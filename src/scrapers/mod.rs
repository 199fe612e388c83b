//! Listing sources: where pages of entries come from.
//!
//! The walker never touches HTTP or the DOM directly. It asks a
//! [`ListingSource`] for a page and gets back the extracted columns plus the
//! pagination controls that page carried.
//!
//! # Sources
//!
//! | Source | Module | Method |
//! |--------|--------|--------|
//! | Hacker News `/newest` | [`hackernews`] | HTML scraping |
//! | Canned pages (tests) | `fixture` | in-memory |
//!
//! # Requests
//!
//! A walk opens the listing once at a starting offset, then follows the
//! "More" control of each page, the same way a reader clicking through would.

use std::fmt;

use crate::error::VerifyError;
use crate::models::RawListing;

pub mod hackernews;

#[cfg(test)]
pub mod fixture;

/// How to reach the next page.
#[derive(Debug, Clone, PartialEq, Eq)]
pub enum PageRequest {
    /// Open the listing at a numeric starting offset.
    Offset(usize),
    /// Activate a pagination control, identified by its href.
    Follow(String),
}

impl fmt::Display for PageRequest {
    fn fmt(&self, f: &mut fmt::Formatter<'_>) -> fmt::Result {
        match self {
            PageRequest::Offset(n) => write!(f, "offset {n}"),
            PageRequest::Follow(href) => write!(f, "follow {href}"),
        }
    }
}

/// A session that can load listing pages.
///
/// Implementors own whatever connection or browser state a run needs; the
/// runner calls [`ListingSource::close`] exactly once when the run ends,
/// whatever the outcome.
pub trait ListingSource {
    /// Load one page and extract its entries and pagination controls.
    async fn fetch(&mut self, request: &PageRequest) -> Result<RawListing, VerifyError>;

    /// Release the session.
    async fn close(&mut self);
}
//! Error taxonomy for a verification run.
//!
//! Every variant is fatal: the walker stops at the first one and hands it to
//! the top-level runner, which decides the process exit status. Nothing here
//! is retried or downgraded to a warning.

use chrono::{DateTime, Utc};
use thiserror::Error;

use crate::models::WalkReport;
use crate::scrapers::PageRequest;
use crate::utils::truncate_for_log;

/// Why a run stopped before verifying its target.
#[derive(Debug, Error)]
pub enum VerifyError {
    /// An entry is newer than the entry verified right before it.
    #[error(
        "order violation at entry #{position} (id {id}, {title:?}): {timestamp} is newer than {bound}"
    )]
    OrderViolation {
        position: usize,
        id: String,
        title: String,
        timestamp: DateTime<Utc>,
        bound: DateTime<Utc>,
    },

    /// The page rendered a different number of timestamps, ids and titles.
    #[error("structural mismatch: {timestamps} timestamps, {ids} ids, {titles} titles")]
    StructuralMismatch {
        timestamps: usize,
        ids: usize,
        titles: usize,
    },

    /// More entries were needed but the page did not carry exactly one "More" control.
    #[error("navigation failure: expected exactly one pagination control, found {found}")]
    NavigationFailure { found: usize },

    /// The page listed no entries while the budget was not yet spent.
    #[error("page listed no entries with {remaining} still to verify")]
    EmptyPage { remaining: usize },

    /// An extraction point was present but its attribute could not be read.
    #[error("malformed {field} attribute: {value:?}")]
    MalformedEntry { field: &'static str, value: String },

    /// An already verified id showed up again and overlaps are not tolerated.
    #[error("entry {id} was already verified on an earlier page")]
    DuplicateEntry { id: String },

    #[error("listing session is already closed")]
    SessionClosed,

    #[error("fetch failed: {0}")]
    Fetch(#[from] reqwest::Error),

    #[error("invalid listing url: {0}")]
    InvalidUrl(#[from] url::ParseError),
}

/// A [`VerifyError`] together with the page it was detected on.
///
/// `raw_page` is the body of the offending page when one was loaded, so it can
/// be dumped for a human to look at. `progress` is what the walk had verified
/// before it stopped.
#[derive(Debug, Error)]
#[error("page {page_number} ({request}): {error}")]
pub struct WalkFailure {
    pub page_number: usize,
    pub request: PageRequest,
    pub raw_page: Option<String>,
    pub progress: WalkReport,
    #[source]
    pub error: VerifyError,
}

impl WalkFailure {
    pub fn new(page_number: usize, request: PageRequest, error: VerifyError) -> Self {
        Self {
            page_number,
            request,
            raw_page: None,
            progress: WalkReport::default(),
            error,
        }
    }

    pub fn with_page(mut self, raw: &str) -> Self {
        self.raw_page = Some(raw.to_string());
        self
    }

    /// The offending page cut down to `max` bytes for the failure log.
    pub fn page_excerpt(&self, max: usize) -> Option<String> {
        self.raw_page.as_deref().map(|raw| truncate_for_log(raw, max))
    }
}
-=-=-=-=-
Task description: Every line above that contains the word "offending" should be reported.

Response to this exercise:
/// `raw_page` is the body of the offending page when one was loaded, so it can
    /// The offending page cut down to `max` bytes for the failure log.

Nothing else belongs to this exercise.